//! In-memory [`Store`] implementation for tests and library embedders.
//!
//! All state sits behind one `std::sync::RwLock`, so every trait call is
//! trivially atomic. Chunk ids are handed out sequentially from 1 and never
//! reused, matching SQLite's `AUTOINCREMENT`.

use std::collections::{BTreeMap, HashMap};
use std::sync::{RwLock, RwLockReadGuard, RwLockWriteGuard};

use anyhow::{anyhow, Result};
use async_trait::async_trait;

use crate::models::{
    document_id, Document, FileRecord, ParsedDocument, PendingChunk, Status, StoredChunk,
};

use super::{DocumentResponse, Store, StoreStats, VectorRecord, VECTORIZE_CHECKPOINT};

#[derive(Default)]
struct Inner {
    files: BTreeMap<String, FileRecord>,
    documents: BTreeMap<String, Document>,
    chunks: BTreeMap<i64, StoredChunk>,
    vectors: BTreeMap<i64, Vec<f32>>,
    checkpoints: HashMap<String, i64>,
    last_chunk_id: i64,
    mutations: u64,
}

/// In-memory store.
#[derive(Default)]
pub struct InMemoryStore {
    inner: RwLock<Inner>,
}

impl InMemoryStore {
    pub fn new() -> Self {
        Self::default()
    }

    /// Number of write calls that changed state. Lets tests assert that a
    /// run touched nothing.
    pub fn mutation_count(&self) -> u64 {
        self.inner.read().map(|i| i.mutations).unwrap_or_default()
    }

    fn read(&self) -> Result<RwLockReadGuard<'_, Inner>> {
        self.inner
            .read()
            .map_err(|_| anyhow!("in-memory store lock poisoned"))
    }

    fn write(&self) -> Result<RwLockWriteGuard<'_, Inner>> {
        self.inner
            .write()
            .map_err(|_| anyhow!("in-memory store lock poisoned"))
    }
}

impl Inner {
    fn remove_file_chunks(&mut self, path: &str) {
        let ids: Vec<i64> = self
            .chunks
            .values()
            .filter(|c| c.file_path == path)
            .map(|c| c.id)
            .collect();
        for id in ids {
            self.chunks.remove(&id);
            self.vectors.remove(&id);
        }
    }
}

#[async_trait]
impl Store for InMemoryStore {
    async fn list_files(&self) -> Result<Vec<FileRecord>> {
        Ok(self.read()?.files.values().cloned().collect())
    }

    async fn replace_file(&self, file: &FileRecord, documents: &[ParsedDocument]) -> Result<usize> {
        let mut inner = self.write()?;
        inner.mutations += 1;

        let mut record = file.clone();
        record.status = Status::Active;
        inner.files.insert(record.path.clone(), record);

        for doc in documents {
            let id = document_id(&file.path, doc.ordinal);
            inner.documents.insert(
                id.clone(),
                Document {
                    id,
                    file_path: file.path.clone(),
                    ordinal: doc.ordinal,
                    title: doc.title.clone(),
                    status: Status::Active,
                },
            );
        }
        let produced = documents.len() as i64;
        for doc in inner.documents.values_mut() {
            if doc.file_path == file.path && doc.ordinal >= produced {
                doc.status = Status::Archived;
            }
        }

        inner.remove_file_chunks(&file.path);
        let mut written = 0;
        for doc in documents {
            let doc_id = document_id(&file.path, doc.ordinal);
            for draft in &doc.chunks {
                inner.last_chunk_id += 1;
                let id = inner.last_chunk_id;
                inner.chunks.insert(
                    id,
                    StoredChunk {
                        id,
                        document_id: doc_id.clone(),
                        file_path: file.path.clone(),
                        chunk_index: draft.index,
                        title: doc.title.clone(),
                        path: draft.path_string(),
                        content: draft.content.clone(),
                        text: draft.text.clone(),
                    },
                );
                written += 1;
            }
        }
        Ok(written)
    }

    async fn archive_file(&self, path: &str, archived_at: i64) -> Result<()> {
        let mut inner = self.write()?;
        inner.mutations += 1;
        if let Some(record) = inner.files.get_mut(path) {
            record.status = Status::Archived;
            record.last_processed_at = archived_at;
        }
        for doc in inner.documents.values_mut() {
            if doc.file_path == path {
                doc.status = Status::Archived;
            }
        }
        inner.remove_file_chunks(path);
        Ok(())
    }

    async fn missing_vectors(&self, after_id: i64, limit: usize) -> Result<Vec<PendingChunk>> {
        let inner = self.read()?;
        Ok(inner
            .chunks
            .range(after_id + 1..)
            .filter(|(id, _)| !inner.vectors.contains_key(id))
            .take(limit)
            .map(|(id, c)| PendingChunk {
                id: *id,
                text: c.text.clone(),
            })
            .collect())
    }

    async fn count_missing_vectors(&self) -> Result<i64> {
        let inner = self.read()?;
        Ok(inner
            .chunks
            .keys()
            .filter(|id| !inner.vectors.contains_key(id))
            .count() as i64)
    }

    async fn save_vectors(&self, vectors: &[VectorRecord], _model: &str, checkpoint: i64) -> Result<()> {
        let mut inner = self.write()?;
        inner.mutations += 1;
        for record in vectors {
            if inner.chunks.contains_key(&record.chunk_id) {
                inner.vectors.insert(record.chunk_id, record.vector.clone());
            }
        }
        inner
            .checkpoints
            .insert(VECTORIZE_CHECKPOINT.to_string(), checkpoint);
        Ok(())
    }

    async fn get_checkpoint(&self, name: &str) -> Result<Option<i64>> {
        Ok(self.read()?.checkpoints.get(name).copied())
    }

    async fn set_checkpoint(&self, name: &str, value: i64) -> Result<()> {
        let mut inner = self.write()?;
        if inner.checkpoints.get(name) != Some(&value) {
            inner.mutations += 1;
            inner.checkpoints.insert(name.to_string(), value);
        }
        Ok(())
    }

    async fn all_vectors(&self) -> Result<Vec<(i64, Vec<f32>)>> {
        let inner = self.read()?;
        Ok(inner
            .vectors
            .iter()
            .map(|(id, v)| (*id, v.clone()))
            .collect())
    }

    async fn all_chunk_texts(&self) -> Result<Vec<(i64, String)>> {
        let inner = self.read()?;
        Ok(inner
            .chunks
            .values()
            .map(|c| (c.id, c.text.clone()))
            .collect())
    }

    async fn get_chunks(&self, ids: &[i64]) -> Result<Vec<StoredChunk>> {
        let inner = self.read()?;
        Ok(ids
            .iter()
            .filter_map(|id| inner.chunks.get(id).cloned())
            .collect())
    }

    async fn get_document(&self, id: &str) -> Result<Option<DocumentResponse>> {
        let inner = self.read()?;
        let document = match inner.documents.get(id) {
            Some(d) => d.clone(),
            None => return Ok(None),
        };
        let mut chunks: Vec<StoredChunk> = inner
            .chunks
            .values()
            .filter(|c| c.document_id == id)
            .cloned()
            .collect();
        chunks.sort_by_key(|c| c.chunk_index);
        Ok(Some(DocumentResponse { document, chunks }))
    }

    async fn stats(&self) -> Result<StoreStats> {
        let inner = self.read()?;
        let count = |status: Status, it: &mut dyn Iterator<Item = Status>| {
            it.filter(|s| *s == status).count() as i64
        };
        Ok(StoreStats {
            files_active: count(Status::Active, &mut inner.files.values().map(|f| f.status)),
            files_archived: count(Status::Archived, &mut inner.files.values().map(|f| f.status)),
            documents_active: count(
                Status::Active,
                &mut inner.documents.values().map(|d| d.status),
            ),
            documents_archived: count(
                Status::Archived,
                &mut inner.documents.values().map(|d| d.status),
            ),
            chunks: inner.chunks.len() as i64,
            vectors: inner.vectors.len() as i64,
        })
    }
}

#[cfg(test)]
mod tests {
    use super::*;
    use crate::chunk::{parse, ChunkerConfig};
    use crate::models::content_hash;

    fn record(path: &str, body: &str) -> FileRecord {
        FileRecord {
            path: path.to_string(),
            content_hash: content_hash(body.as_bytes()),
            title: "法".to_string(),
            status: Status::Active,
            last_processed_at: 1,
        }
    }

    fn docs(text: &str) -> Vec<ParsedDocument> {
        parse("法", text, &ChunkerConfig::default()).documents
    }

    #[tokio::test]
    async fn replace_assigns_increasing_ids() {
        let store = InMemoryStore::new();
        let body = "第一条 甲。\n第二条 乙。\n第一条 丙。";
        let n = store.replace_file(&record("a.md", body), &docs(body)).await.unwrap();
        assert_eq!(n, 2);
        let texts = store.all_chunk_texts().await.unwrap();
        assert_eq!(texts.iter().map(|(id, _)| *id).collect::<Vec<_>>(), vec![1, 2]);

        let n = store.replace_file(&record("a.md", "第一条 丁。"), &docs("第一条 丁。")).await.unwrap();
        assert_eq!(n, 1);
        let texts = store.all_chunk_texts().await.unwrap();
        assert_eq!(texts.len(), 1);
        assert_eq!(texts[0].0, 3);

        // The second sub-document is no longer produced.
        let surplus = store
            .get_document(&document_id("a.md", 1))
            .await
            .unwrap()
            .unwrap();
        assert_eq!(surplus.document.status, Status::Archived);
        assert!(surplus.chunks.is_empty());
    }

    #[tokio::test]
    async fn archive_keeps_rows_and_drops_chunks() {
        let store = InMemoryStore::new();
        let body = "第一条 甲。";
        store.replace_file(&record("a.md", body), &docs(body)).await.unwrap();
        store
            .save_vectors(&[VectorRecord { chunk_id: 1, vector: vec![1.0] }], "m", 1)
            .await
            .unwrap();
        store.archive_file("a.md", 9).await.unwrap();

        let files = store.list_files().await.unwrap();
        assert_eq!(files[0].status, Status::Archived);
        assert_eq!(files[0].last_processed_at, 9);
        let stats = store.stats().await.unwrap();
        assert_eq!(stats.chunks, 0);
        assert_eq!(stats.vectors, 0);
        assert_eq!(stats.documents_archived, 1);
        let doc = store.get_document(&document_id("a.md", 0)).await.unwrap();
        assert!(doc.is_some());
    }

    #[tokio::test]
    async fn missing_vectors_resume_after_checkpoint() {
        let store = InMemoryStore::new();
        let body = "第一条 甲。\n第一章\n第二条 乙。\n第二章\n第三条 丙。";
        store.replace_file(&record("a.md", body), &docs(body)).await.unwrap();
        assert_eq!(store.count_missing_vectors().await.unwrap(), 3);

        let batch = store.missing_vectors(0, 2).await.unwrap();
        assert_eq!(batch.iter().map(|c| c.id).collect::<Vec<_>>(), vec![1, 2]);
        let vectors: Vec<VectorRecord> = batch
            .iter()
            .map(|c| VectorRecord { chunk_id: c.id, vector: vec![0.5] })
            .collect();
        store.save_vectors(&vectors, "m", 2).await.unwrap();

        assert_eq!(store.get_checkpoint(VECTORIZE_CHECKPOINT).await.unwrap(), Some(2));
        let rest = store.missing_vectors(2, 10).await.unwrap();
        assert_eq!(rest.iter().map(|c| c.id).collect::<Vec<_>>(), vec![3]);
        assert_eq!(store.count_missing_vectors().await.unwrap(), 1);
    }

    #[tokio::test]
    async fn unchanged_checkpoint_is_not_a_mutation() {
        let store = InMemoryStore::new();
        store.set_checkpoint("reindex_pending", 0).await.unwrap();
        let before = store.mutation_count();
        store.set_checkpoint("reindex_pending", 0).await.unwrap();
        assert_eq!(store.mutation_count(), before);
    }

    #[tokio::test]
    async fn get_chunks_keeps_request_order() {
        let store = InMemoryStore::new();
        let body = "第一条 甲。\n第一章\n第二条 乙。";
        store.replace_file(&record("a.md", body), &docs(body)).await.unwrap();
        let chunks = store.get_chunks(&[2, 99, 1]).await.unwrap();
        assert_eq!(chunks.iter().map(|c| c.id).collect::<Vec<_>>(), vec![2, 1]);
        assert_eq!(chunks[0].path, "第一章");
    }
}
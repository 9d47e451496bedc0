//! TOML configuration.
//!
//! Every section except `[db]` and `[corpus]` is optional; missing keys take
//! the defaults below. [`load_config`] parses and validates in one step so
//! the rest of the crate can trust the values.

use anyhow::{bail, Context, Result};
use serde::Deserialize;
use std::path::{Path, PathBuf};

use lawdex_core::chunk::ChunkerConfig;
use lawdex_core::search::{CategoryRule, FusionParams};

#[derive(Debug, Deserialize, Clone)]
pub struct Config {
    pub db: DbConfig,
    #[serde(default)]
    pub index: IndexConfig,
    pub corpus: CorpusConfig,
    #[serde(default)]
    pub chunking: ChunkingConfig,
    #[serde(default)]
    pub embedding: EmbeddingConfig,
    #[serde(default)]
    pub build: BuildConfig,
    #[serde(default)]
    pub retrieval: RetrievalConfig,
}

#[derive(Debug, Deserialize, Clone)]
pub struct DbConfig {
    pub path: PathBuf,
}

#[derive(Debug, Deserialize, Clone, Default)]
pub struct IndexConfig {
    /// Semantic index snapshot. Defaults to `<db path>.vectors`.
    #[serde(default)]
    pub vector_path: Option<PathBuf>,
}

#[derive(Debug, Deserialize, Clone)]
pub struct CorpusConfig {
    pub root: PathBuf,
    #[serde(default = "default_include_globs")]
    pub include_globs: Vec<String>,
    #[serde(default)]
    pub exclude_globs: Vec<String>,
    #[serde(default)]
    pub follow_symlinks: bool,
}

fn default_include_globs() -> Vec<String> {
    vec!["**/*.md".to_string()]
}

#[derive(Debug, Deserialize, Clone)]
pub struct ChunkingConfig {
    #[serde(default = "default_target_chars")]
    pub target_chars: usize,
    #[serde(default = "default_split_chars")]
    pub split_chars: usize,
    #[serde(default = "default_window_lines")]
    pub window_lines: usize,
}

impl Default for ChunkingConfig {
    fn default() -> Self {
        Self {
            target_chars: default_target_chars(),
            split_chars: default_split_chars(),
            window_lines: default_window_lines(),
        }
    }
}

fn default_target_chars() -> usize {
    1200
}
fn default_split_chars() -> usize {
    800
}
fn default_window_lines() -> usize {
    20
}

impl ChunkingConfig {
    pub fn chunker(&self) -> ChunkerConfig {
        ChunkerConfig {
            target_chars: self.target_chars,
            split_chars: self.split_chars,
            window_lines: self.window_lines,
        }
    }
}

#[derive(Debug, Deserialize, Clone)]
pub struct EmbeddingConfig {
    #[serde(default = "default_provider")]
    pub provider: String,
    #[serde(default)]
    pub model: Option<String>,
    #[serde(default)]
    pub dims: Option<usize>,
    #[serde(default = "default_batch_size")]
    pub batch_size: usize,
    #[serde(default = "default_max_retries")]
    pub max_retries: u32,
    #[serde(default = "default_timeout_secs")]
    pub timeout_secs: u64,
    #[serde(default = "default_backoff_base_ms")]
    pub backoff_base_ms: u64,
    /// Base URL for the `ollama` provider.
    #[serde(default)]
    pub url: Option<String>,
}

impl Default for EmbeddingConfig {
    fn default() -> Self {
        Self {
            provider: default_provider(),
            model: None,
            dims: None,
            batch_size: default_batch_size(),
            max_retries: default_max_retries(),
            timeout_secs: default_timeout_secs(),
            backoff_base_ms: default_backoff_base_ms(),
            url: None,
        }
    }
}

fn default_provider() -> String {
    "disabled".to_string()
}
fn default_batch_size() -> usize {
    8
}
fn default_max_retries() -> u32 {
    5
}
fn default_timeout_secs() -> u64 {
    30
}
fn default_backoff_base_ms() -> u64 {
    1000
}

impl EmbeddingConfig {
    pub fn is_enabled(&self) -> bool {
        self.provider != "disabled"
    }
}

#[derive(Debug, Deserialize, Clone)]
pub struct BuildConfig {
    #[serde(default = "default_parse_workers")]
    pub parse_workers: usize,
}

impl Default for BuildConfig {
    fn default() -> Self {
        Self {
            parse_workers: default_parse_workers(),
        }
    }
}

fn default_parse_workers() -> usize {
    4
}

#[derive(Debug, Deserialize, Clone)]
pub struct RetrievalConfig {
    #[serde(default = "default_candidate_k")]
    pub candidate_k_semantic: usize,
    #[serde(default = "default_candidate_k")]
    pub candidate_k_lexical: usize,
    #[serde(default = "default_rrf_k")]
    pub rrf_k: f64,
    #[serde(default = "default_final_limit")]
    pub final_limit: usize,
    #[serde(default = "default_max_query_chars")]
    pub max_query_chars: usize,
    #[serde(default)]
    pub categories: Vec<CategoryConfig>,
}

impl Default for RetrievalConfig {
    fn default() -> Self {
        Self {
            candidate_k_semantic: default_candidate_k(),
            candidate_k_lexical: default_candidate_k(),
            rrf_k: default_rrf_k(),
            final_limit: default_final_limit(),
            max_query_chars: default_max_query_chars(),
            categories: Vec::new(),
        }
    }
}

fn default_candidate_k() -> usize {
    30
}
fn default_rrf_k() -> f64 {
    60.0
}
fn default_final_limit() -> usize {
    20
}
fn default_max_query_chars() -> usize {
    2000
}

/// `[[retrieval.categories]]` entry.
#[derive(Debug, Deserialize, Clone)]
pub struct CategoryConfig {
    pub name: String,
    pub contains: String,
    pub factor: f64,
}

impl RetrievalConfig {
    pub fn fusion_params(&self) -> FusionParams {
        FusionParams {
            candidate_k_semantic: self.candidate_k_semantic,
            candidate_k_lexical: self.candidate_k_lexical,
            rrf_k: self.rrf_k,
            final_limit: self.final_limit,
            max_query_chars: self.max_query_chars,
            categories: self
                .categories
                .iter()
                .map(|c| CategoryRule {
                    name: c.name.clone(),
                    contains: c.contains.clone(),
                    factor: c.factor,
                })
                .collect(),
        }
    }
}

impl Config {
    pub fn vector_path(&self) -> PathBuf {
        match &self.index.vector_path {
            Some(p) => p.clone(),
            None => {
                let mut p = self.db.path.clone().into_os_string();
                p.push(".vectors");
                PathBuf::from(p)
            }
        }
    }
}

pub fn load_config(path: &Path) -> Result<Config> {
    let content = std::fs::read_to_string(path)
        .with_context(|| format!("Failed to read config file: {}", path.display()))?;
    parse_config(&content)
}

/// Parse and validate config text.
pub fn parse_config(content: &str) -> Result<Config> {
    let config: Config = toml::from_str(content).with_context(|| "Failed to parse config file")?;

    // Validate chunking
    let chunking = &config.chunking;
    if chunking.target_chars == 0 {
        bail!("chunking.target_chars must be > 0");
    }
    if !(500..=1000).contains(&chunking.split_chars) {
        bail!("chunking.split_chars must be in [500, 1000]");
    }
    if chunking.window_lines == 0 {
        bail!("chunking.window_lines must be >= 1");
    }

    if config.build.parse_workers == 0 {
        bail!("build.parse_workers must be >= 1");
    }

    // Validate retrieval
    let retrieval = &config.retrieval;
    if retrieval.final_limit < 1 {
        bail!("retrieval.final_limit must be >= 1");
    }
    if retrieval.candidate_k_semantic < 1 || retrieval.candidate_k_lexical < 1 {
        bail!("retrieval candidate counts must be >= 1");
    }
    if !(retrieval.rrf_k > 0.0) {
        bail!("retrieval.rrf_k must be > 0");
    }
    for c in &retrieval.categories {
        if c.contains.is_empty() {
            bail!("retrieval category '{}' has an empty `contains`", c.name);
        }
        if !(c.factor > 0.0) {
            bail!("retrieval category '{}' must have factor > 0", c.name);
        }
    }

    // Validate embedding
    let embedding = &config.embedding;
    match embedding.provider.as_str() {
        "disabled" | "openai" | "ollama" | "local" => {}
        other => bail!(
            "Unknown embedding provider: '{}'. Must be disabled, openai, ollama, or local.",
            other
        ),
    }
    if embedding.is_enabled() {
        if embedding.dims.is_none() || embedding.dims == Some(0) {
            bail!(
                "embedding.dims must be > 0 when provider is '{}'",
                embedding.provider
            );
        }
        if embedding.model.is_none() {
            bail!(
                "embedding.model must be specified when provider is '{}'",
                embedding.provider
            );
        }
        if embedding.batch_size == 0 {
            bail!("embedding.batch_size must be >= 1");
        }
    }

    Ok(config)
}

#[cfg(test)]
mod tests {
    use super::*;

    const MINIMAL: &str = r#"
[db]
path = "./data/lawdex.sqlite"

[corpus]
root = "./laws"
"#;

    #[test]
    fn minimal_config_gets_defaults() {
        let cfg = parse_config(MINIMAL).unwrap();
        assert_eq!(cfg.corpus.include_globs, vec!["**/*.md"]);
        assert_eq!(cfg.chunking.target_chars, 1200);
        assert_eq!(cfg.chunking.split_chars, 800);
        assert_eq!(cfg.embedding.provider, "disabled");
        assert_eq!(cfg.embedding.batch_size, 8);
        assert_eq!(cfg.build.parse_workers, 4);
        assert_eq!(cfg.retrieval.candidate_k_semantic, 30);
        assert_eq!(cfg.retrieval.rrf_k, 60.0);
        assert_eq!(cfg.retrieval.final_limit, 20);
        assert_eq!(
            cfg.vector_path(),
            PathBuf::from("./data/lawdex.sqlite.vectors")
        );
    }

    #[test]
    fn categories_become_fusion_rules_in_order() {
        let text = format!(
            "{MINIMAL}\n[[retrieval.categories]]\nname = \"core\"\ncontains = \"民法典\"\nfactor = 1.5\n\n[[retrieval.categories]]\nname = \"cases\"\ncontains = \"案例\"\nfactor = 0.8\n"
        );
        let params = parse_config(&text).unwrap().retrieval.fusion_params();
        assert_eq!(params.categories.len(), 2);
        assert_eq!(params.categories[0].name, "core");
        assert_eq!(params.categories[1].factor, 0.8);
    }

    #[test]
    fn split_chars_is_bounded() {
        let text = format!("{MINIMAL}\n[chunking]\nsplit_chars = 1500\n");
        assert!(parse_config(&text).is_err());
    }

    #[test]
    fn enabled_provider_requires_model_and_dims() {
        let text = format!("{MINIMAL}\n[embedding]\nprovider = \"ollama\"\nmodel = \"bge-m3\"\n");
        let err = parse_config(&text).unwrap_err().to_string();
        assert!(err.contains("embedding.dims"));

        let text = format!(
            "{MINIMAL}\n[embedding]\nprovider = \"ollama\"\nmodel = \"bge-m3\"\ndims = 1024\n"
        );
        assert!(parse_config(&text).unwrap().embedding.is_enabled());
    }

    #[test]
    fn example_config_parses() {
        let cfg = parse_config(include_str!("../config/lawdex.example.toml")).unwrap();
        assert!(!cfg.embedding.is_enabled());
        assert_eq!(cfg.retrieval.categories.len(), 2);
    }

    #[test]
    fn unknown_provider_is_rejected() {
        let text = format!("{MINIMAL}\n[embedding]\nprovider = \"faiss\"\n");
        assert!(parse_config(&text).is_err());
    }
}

------

Please report the number of lines in the data that include the word "StoredChunk", and add no other text.

5